Three implementations exist: `ClaudeAiClient` (Anthropic API), `OpenAiAiClient` (OpenAI and Ollama), and `BedrockAiClient` (AWS Bedrock). Provider selection is determined by environment variables at startup in `create_default_claude_client()`.

### ClaudeClient (`src/claude/client.rs`)

The main orchestrator. Wraps a `Box<dyn AiClient>` and provides high-level methods:

- `generate_amendments()` / `generate_contextual_amendments()` — twiddle workflow
- `check_commits_with_scopes()` — check workflow with scope validation
- `generate_pr_content_with_context()` — PR creation workflow
- `refine_amendments_coherence()` / `refine_checks_coherence()` — cross-commit coherence passes

All methods handle token budget fitting internally using progressive diff reduction.

### Model registry (`src/claude/model_config.rs`)
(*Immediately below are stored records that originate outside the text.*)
//! Voice turn orchestration
//!
//! [`VoicePipeline`] wires capture, recognition, transcription hand-off,
//! turn building, the conversation endpoint and reply playback into one
//! component. Every failure below it is turned into a single banner
//! message; only a turn with no transcript at all is abandoned.

use std::sync::Arc;

use anyhow::Context;
use serde::Serialize;
use tokio::sync::{watch, Mutex};
use tracing::{info, warn};

use crate::audio::{wav_encoder_factory, AudioBackendFactory, AudioSource};
use crate::config::Config;
use crate::conversation::{
    ConversationRequest, ConversationService, ConversationTurn, ConversationTurnBuilder,
    HttpConversationService, TurnHistory,
};
use crate::error::{Result, VoiceError};
use crate::playback::{
    AudioOutput, HttpSynthesizer, PlaybackManager, PlaybackOutcome, SilentOutput,
    SpeechSynthesizer,
};
use crate::recognition::{CoordinatorState, FinalizedSession, NatsRecognizer, RecognitionCoordinator};
use crate::session::{CaptureSessionManager, SessionState, VoiceSession};
use crate::transcription::{HttpTranscriptionService, TranscriptionHandoff, TranscriptionService};

/// Host capabilities gating voice input
#[derive(Debug, Clone, Copy, PartialEq, Eq, Serialize)]
#[serde(rename_all = "camelCase")]
pub struct Capabilities {
    pub recognition_available: bool,
    pub microphone_available: bool,
}

impl Capabilities {
    /// Voice input is offered only when both recognition and a microphone exist
    pub fn voice_input_available(&self) -> bool {
        self.recognition_available && self.microphone_available
    }
}

/// Remote collaborators of the pipeline
#[derive(Clone)]
pub struct PipelineServices {
    pub transcription: Arc<dyn TranscriptionService>,
    pub conversation: Arc<dyn ConversationService>,
    pub synthesizer: Arc<dyn SpeechSynthesizer>,
    pub output: Arc<dyn AudioOutput>,
}

/// Result of one completed turn
#[derive(Debug, Clone)]
pub struct TurnOutcome {
    /// The user turn exactly as sent
    pub user: ConversationTurn,
    /// Assistant reply, absent when the conversation call failed
    pub reply: Option<ConversationTurn>,
    pub playback: PlaybackOutcome,
    /// Recoverable problems met during the turn
    pub warnings: Vec<VoiceError>,
}

/// Snapshot for status displays
#[derive(Debug, Clone, Serialize)]
#[serde(rename_all = "camelCase")]
pub struct PipelineStatus {
    pub state: CoordinatorState,
    pub capture_state: SessionState,
    pub session: Option<VoiceSession>,
    /// Latest normalized level in [0, 1]
    pub level: f32,
    pub banner: Option<String>,
    pub playback_enabled: bool,
    pub voice_input_available: bool,
}

pub struct VoicePipeline {
    capabilities: Capabilities,
    coordinator: Arc<RecognitionCoordinator>,
    handoff: TranscriptionHandoff,
    builder: ConversationTurnBuilder,
    conversation: Arc<dyn ConversationService>,
    playback: PlaybackManager,
    history: Mutex<TurnHistory>,
    banner_tx: watch::Sender<Option<String>>,
}

impl VoicePipeline {
    pub fn new(
        capabilities: Capabilities,
        coordinator: Arc<RecognitionCoordinator>,
        services: PipelineServices,
        playback_enabled: bool,
    ) -> Self {
        let handoff = TranscriptionHandoff::new(services.transcription, coordinator.language());
        let playback =
            PlaybackManager::new(services.synthesizer, services.output, playback_enabled);
        let (banner_tx, _) = watch::channel(None);

        Self {
            capabilities,
            coordinator,
            handoff,
            builder: ConversationTurnBuilder::new(),
            conversation: services.conversation,
            playback,
            history: Mutex::new(TurnHistory::new()),
            banner_tx,
        }
    }

    /// Wire the pipeline from configuration: configured audio source,
    /// NATS recognizer and HTTP endpoints
    pub fn from_config(config: &Config) -> anyhow::Result<Self> {
        let source = AudioSource::parse(&config.audio.source).context("Invalid audio.source")?;
        let is_microphone = source == AudioSource::Microphone;
        let backends = AudioBackendFactory::new(source, config.backend_config());

        let capabilities = Capabilities {
            recognition_available: config.recognition.enabled,
            microphone_available: backends.is_available(),
        };

        let capture = Arc::new(CaptureSessionManager::new(
            Arc::new(backends),
            wav_encoder_factory(),
            config.capture_config(),
        ));
        let coordinator = Arc::new(RecognitionCoordinator::new(
            capture,
            Box::new(NatsRecognizer::new(config.recognition.nats_url.clone())),
            config.recognition_config(),
        ));

        let timeout = config.endpoint_timeout();
        let services = PipelineServices {
            transcription: Arc::new(
                HttpTranscriptionService::new(config.endpoints.transcription.clone(), timeout)
                    .context("Failed to create transcription client")?,
            ),
            conversation: Arc::new(
                HttpConversationService::new(config.endpoints.conversation.clone(), timeout)
                    .context("Failed to create conversation client")?,
            ),
            synthesizer: Arc::new(
                HttpSynthesizer::new(config.endpoints.synthesis.clone(), timeout)
                    .context("Failed to create synthesis client")?,
            ),
            output: default_output(is_microphone),
        };

        info!(
            "Pipeline ready (recognition: {}, microphone: {}, playback: {})",
            capabilities.recognition_available,
            capabilities.microphone_available,
            config.playback.enabled
        );

        Ok(Self::new(
            capabilities,
            coordinator,
            services,
            config.playback.enabled,
        ))
    }

    pub fn capabilities(&self) -> Capabilities {
        self.capabilities
    }

    pub fn coordinator(&self) -> &Arc<RecognitionCoordinator> {
        &self.coordinator
    }

    pub fn playback(&self) -> &PlaybackManager {
        &self.playback
    }

    /// Record one complete voice turn
    ///
    /// Returns `Ok(None)` when a session is already running.
    pub async fn voice_turn(&self) -> Result<Option<TurnOutcome>> {
        if self.start_voice().await?.is_none() {
            return Ok(None);
        }
        self.finish_voice_turn().await.map(Some)
    }

    /// Begin capture and recognition
    ///
    /// Returns `Ok(None)` when a session is already running.
    pub async fn start_voice(&self) -> Result<Option<VoiceSession>> {
        if !self.capabilities.voice_input_available() {
            let error = if self.capabilities.microphone_available {
                VoiceError::RecognitionUnavailable
            } else {
                VoiceError::DeviceUnavailable("no microphone available".to_string())
            };
            self.report(&error);
            return Err(error);
        }

        match self.coordinator.start().await {
            Ok(Some(session)) => {
                self.clear_banner();
                // Reply audio would bleed into the recording
                self.playback.stop().await;
                info!("Voice turn started: {}", session.session_id);
                Ok(Some(session))
            }
            Ok(None) => Ok(None),
            Err(e) => {
                self.report(&e);
                Err(e)
            }
        }
    }

    /// Ask the current session to finalize now
    pub async fn request_stop(&self) -> Option<Arc<FinalizedSession>> {
        self.coordinator.stop().await
    }

    /// Wait for the running session to finalize, then complete the turn
    pub async fn finish_voice_turn(&self) -> Result<TurnOutcome> {
        let finalized = match self.coordinator.wait_finalized().await {
            Some(finalized) => finalized,
            None => {
                let error = VoiceError::NoUsableTranscript;
                self.report(&error);
                return Err(error);
            }
        };

        let mut warnings = Vec::new();
        if let Some(e) = &finalized.recognizer_error {
            warnings.push(e.clone());
        }

        let (audio, summary) = match &finalized.capture {
            Some(capture) => {
                if let Some(e) = &capture.error {
                    warnings.push(e.clone());
                }
                (capture.take_audio(), Some(capture.summary.clone()))
            }
            None => (None, None),
        };

        let resolved = match self.handoff.resolve(audio, finalized.local.as_ref()).await {
            Ok(resolved) => resolved,
            Err(e) => {
                // Prefer the recognizer's reason over the generic message
                match &finalized.recognizer_error {
                    Some(reason) => self.report(reason),
                    None => self.report(&e),
                }
                warn!("Voice turn {} abandoned: {}", finalized.session_id, e);
                return Err(e);
            }
        };
        warnings.extend(resolved.warnings.iter().cloned());

        let turn = self.builder.build_voice(&resolved, summary.as_ref());
        Ok(self.converse(turn, warnings).await)
    }

    /// Send a typed turn
    pub async fn send_text(&self, text: &str) -> Result<TurnOutcome> {
        if text.trim().is_empty() {
            return Err(VoiceError::NoUsableTranscript);
        }
        self.clear_banner();
        let turn = self.builder.build_text(text);
        Ok(self.converse(turn, Vec::new()).await)
    }

    pub async fn history(&self) -> Vec<ConversationTurn> {
        self.history.lock().await.turns().to_vec()
    }

    /// Current user-visible message, if any
    pub fn banner(&self) -> Option<String> {
        self.banner_tx.borrow().clone()
    }

    pub fn watch_banner(&self) -> watch::Receiver<Option<String>> {
        self.banner_tx.subscribe()
    }

    pub fn clear_banner(&self) {
        self.banner_tx.send_replace(None);
    }

    pub async fn set_playback_enabled(&self, enabled: bool) {
        self.playback.set_enabled(enabled).await;
    }

    pub async fn status(&self) -> PipelineStatus {
        let capture = self.coordinator.capture();
        PipelineStatus {
            state: self.coordinator.state(),
            capture_state: capture.state(),
            session: capture.session().await,
            level: *capture.level().borrow(),
            banner: self.banner(),
            playback_enabled: self.playback.is_enabled(),
            voice_input_available: self.capabilities.voice_input_available(),
        }
    }

    /// Component teardown: finalizes any running session and silences playback
    pub async fn shutdown(&self) {
        if let Some(finalized) = self.coordinator.shutdown().await {
            info!("Session {} finalized on shutdown", finalized.session_id);
        }
        self.playback.stop().await;
    }

    async fn converse(&self, turn: ConversationTurn, mut warnings: Vec<VoiceError>) -> TurnOutcome {
        // History must show exactly what was sent
        let request = {
            let mut history = self.history.lock().await;
            let request = ConversationRequest::new(&turn, history.turns());
            history.push(turn.clone());
            request
        };

        let reply = match self.conversation.send(request).await {
            Ok(reply) => reply,
            Err(e) => {
                warnings.push(e);
                self.report_warnings(&warnings);
                return TurnOutcome {
                    user: turn,
                    reply: None,
                    playback: PlaybackOutcome::Skipped,
                    warnings,
                };
            }
        };

        for warning in reply.warnings() {
            warn!("Conversation service warning: {}", warning);
        }

        let language = reply
            .response
            .language
            .clone()
            .unwrap_or_else(|| self.coordinator.language().to_string());
        let reply_turn = self.builder.build_reply(reply.text(), Some(&language));
        self.history.lock().await.push(reply_turn.clone());

        let playback = self.playback.speak(reply.text(), &language).await;
        if let PlaybackOutcome::Failed(e) = &playback {
            warnings.push(e.clone());
        }

        self.report_warnings(&warnings);
        TurnOutcome {
            user: turn,
            reply: Some(reply_turn),
            playback,
            warnings,
        }
    }

    fn report(&self, error: &VoiceError) {
        self.banner_tx.send_replace(Some(error.user_message()));
    }

    fn report_warnings(&self, warnings: &[VoiceError]) {
        // One banner per turn; the last problem is the one the user noticed
        if let Some(last) = warnings.last() {
            self.report(last);
        }
    }
}

/// Speaker output for live microphone use, silent output otherwise
#[cfg(feature = "device-audio")]
fn default_output(live: bool) -> Arc<dyn AudioOutput> {
    use crate::playback::CpalOutput;

    if live && CpalOutput::is_available() {
        Arc::new(CpalOutput::new())
    } else {
        Arc::new(SilentOutput)
    }
}

#[cfg(not(feature = "device-audio"))]
fn default_output(_live: bool) -> Arc<dyn AudioOutput> {
    Arc::new(SilentOutput)
}
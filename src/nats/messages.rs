use serde::{Deserialize, Serialize};

/// Audio frame message published to the local STT service
#[derive(Debug, Serialize, Deserialize)]
pub struct AudioFrameMessage {
    pub session_id: String,
    pub sequence: u32,
    pub pcm: String, // Base64-encoded PCM bytes
    pub sample_rate: u32,
    pub channels: u16,
    pub timestamp: String, // RFC3339 timestamp
    pub language: String,
    #[serde(rename = "final")]
    pub final_frame: bool,
}

/// Transcript message received from the local STT service
#[derive(Debug, Serialize, Deserialize)]
pub struct TranscriptMessage {
    pub session_id: String,
    pub text: String,
    pub partial: bool,
    pub timestamp: String,
    #[serde(default)]
    pub confidence: f32,
}

/// Error reported by the local STT service
#[derive(Debug, Serialize, Deserialize)]
pub struct RecognizerErrorMessage {
    pub session_id: String,
    /// "network", "not-allowed", "no-speech", "aborted", ...
    pub error: String,
}
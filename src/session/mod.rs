//! Capture session management
//!
//! This module provides the `CaptureSessionManager` that owns:
//! - Microphone acquisition and release
//! - The per-frame loudness loop
//! - Encoding of the recording
//! - The idempotent, cached finalize

mod config;
mod session;
mod stats;

pub use config::CaptureConfig;
pub use session::CaptureSessionManager;
pub use stats::{FinalizedCapture, SessionState, VoiceSession};
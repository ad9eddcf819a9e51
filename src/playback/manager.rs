use std::sync::atomic::{AtomicBool, AtomicU64, Ordering};
use std::sync::Arc;
use std::time::Duration;

use tokio::sync::Mutex;
use tracing::{debug, info, warn};

use super::output::{AudioOutput, PlaybackHandle};
use super::synth::{SpeechSynthesizer, SynthesisRequest};
use crate::audio::decode_audio;
use crate::error::VoiceError;

/// How long a stopped output may take to go silent before the next reply starts
const STOP_GRACE: Duration = Duration::from_millis(500);

/// What happened to a reply handed to [`PlaybackManager::speak`]
#[derive(Debug, Clone, PartialEq)]
pub enum PlaybackOutcome {
    /// Playback disabled or nothing to say
    Skipped,
    /// A newer reply (or a stop) arrived while this one was being prepared
    Superseded,
    /// Now playing under this generation
    Playing(u64),
    /// Synthesis, decoding or output failed; the reply text is unaffected
    Failed(VoiceError),
}

/// Speaks assistant replies, one at a time
///
/// Starting a new reply stops the previous one first. Every reply gets a
/// generation number; a synthesis that completes after a newer reply was
/// requested is discarded instead of played.
pub struct PlaybackManager {
    synthesizer: Arc<dyn SpeechSynthesizer>,
    output: Arc<dyn AudioOutput>,
    enabled: AtomicBool,
    generation: AtomicU64,
    current: Mutex<Option<PlaybackHandle>>,
}

impl PlaybackManager {
    pub fn new(
        synthesizer: Arc<dyn SpeechSynthesizer>,
        output: Arc<dyn AudioOutput>,
        enabled: bool,
    ) -> Self {
        Self {
            synthesizer,
            output,
            enabled: AtomicBool::new(enabled),
            generation: AtomicU64::new(0),
            current: Mutex::new(None),
        }
    }

    pub fn is_enabled(&self) -> bool {
        self.enabled.load(Ordering::SeqCst)
    }

    /// Toggle playback; disabling also stops whatever is playing
    pub async fn set_enabled(&self, enabled: bool) {
        self.enabled.store(enabled, Ordering::SeqCst);
        if !enabled {
            self.stop().await;
        }
    }

    /// Synthesize and play `text`
    pub async fn speak(&self, text: &str, language: &str) -> PlaybackOutcome {
        if !self.is_enabled() || text.trim().is_empty() {
            return PlaybackOutcome::Skipped;
        }

        let generation = self.generation.fetch_add(1, Ordering::SeqCst) + 1;
        self.stop_current().await;

        let request = SynthesisRequest {
            text: text.trim().to_string(),
            language: language.to_string(),
        };

        let synthesized = match self.synthesizer.synthesize(request).await {
            Ok(audio) => audio,
            Err(e) => return self.failed(e),
        };

        if self.is_stale(generation) {
            debug!("Discarding synthesis for superseded reply {}", generation);
            return PlaybackOutcome::Superseded;
        }

        let mime_type = synthesized.mime_type;
        let bytes = synthesized.bytes;
        let decoded = match tokio::task::spawn_blocking(move || decode_audio(bytes, &mime_type)).await
        {
            Ok(Ok(decoded)) => decoded,
            Ok(Err(e)) => return self.failed(e),
            Err(e) => return self.failed(VoiceError::Decode(e.to_string())),
        };

        let mut current = self.current.lock().await;
        if self.is_stale(generation) || !self.is_enabled() {
            return PlaybackOutcome::Superseded;
        }
        // The previous reply must be silent before the next one starts
        if let Some(previous) = current.take() {
            release(previous).await;
        }

        let (handle, control) = PlaybackHandle::new(generation);
        if let Err(e) = self.output.play(decoded, control).await {
            return self.failed(e);
        }

        info!("Playing reply {} via {}", generation, self.output.name());
        *current = Some(handle);
        PlaybackOutcome::Playing(generation)
    }

    /// Stop playback and discard any synthesis in flight
    pub async fn stop(&self) {
        self.generation.fetch_add(1, Ordering::SeqCst);
        self.stop_current().await;
    }

    /// True while a reply is audible
    pub async fn is_playing(&self) -> bool {
        self.current
            .lock()
            .await
            .as_ref()
            .map(|h| !h.is_finished())
            .unwrap_or(false)
    }

    /// Wait until the current reply (if any) has finished
    pub async fn wait_idle(&self) {
        let finished = self.current.lock().await.as_ref().map(PlaybackHandle::finished);
        if let Some(mut finished) = finished {
            let _ = finished.wait_for(|done| *done).await;
        }
    }

    async fn stop_current(&self) {
        let mut current = self.current.lock().await;
        if let Some(handle) = current.take() {
            release(handle).await;
        }
    }

    fn is_stale(&self, generation: u64) -> bool {
        self.generation.load(Ordering::SeqCst) != generation
    }

    fn failed(&self, error: VoiceError) -> PlaybackOutcome {
        let error = match error {
            VoiceError::SynthesisOrPlaybackFailure(_) => error,
            other => VoiceError::SynthesisOrPlaybackFailure(other.to_string()),
        };
        warn!("Reply playback failed: {}", error);
        PlaybackOutcome::Failed(error)
    }
}

async fn release(handle: PlaybackHandle) {
    debug!("Stopping reply {}", handle.generation());
    if !handle.stop_and_wait(STOP_GRACE).await {
        warn!(
            "Reply {} did not go silent within {:?}",
            handle.generation(),
            STOP_GRACE
        );
    }
}
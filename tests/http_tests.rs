// HTTP control surface, driven in-process with tower's oneshot

mod common;

use anyhow::Result;
use axum::body::Body;
use axum::http::{Request, StatusCode};
use axum::Router;
use common::{harness, Harness, MockConversation, MockTranscription, ScriptedRecognizer};
use tower::ServiceExt;
use voice_pipeline::{create_router, AppState};

fn router(h: &Harness) -> Router {
    create_router(AppState::new(h.pipeline.clone()))
}

fn silent_harness() -> Harness {
    harness(
        ScriptedRecognizer::silent(),
        MockTranscription::returning("hello", 0.9),
        MockConversation::echo(),
    )
}

async fn json_body(response: axum::response::Response) -> Result<serde_json::Value> {
    let bytes = axum::body::to_bytes(response.into_body(), usize::MAX).await?;
    Ok(serde_json::from_slice(&bytes)?)
}

fn post_json(uri: &str, body: serde_json::Value) -> Result<Request<Body>> {
    Ok(Request::builder()
        .method("POST")
        .uri(uri)
        .header("content-type", "application/json")
        .body(Body::from(body.to_string()))?)
}

fn empty(method: &str, uri: &str) -> Result<Request<Body>> {
    Ok(Request::builder().method(method).uri(uri).body(Body::empty())?)
}

#[tokio::test]
async fn test_health_check() -> Result<()> {
    let h = silent_harness();
    let response = router(&h).oneshot(empty("GET", "/health")?).await?;
    assert_eq!(response.status(), StatusCode::OK);
    Ok(())
}

#[tokio::test]
async fn test_capabilities() -> Result<()> {
    let h = silent_harness();
    let response = router(&h).oneshot(empty("GET", "/voice/capabilities")?).await?;
    assert_eq!(response.status(), StatusCode::OK);

    let body = json_body(response).await?;
    assert_eq!(body["recognitionAvailable"], true);
    assert_eq!(body["microphoneAvailable"], true);
    assert_eq!(body["voiceInputAvailable"], true);
    assert_eq!(body["playbackEnabled"], true);
    Ok(())
}

#[tokio::test]
async fn test_start_twice_conflicts_then_stop() -> Result<()> {
    let h = silent_harness();
    let app = router(&h);

    let response = app.clone().oneshot(empty("POST", "/voice/start")?).await?;
    assert_eq!(response.status(), StatusCode::OK);
    let started = json_body(response).await?;
    let session_id = started["sessionId"].as_str().unwrap_or_default().to_string();
    assert!(!session_id.is_empty());

    let response = app.clone().oneshot(empty("POST", "/voice/start")?).await?;
    assert_eq!(response.status(), StatusCode::CONFLICT);

    let response = app.clone().oneshot(empty("GET", "/voice/status")?).await?;
    let status = json_body(response).await?;
    assert_eq!(status["state"], "active");
    assert_eq!(status["captureState"], "active");

    tokio::time::sleep(std::time::Duration::from_millis(50)).await;
    let response = app.clone().oneshot(empty("POST", "/voice/stop")?).await?;
    assert_eq!(response.status(), StatusCode::OK);
    let stopped = json_body(response).await?;
    assert_eq!(stopped["sessionId"], session_id.as_str());
    assert_eq!(stopped["trigger"], "user_stopped");
    assert_eq!(stopped["hasAudio"], true);
    assert_eq!(h.devices.held(), 0);
    Ok(())
}

#[tokio::test]
async fn test_stop_without_session() -> Result<()> {
    let h = silent_harness();
    let response = router(&h).oneshot(empty("POST", "/voice/stop")?).await?;
    assert_eq!(response.status(), StatusCode::NOT_FOUND);
    Ok(())
}

#[tokio::test]
async fn test_text_turn_and_history() -> Result<()> {
    let h = silent_harness();
    let app = router(&h);

    let response = app
        .clone()
        .oneshot(post_json(
            "/conversation/text",
            serde_json::json!({"text": "I hate this, help me please!!"}),
        )?)
        .await?;
    assert_eq!(response.status(), StatusCode::OK);
    let turn = json_body(response).await?;
    assert_eq!(turn["transcript"], "I hate this, help me please!!");
    assert_eq!(turn["reply"], "You said: I hate this, help me please!!");
    assert!(turn["emotionalIntensity"].as_f64().is_some_and(|v| v > 5.0));

    let response = app.oneshot(empty("GET", "/conversation/history")?).await?;
    let history = json_body(response).await?;
    let turns = history.as_array().cloned().unwrap_or_default();
    assert_eq!(turns.len(), 2);
    assert_eq!(turns[0]["role"], "user");
    assert_eq!(turns[0]["meta"]["source"], "text");
    assert_eq!(turns[1]["role"], "assistant");
    Ok(())
}

#[tokio::test]
async fn test_blank_text_is_bad_request() -> Result<()> {
    let h = silent_harness();
    let response = router(&h)
        .oneshot(post_json("/conversation/text", serde_json::json!({"text": "  "}))?)
        .await?;
    assert_eq!(response.status(), StatusCode::BAD_REQUEST);

    let body = json_body(response).await?;
    assert_eq!(body["error"], "No usable transcript. Please try speaking again.");
    Ok(())
}

#[tokio::test]
async fn test_playback_toggle() -> Result<()> {
    let h = silent_harness();
    let response = router(&h)
        .oneshot(post_json("/voice/playback", serde_json::json!({"enabled": false}))?)
        .await?;
    assert_eq!(response.status(), StatusCode::NO_CONTENT);
    assert!(!h.pipeline.playback().is_enabled());
    Ok(())
}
Loads model specifications from an embedded YAML file (`src/templates/models.yaml`). Provides token limits, provider info, and beta header definitions. Supports fuzzy matching for Bedrock-style model identifiers (e.g., `us.anthropic.claude-sonnet-4-5-20250929-v1:0` matches `claude-sonnet-4-5-20250929`).

### Context discovery (`src/claude/context/discovery.rs`)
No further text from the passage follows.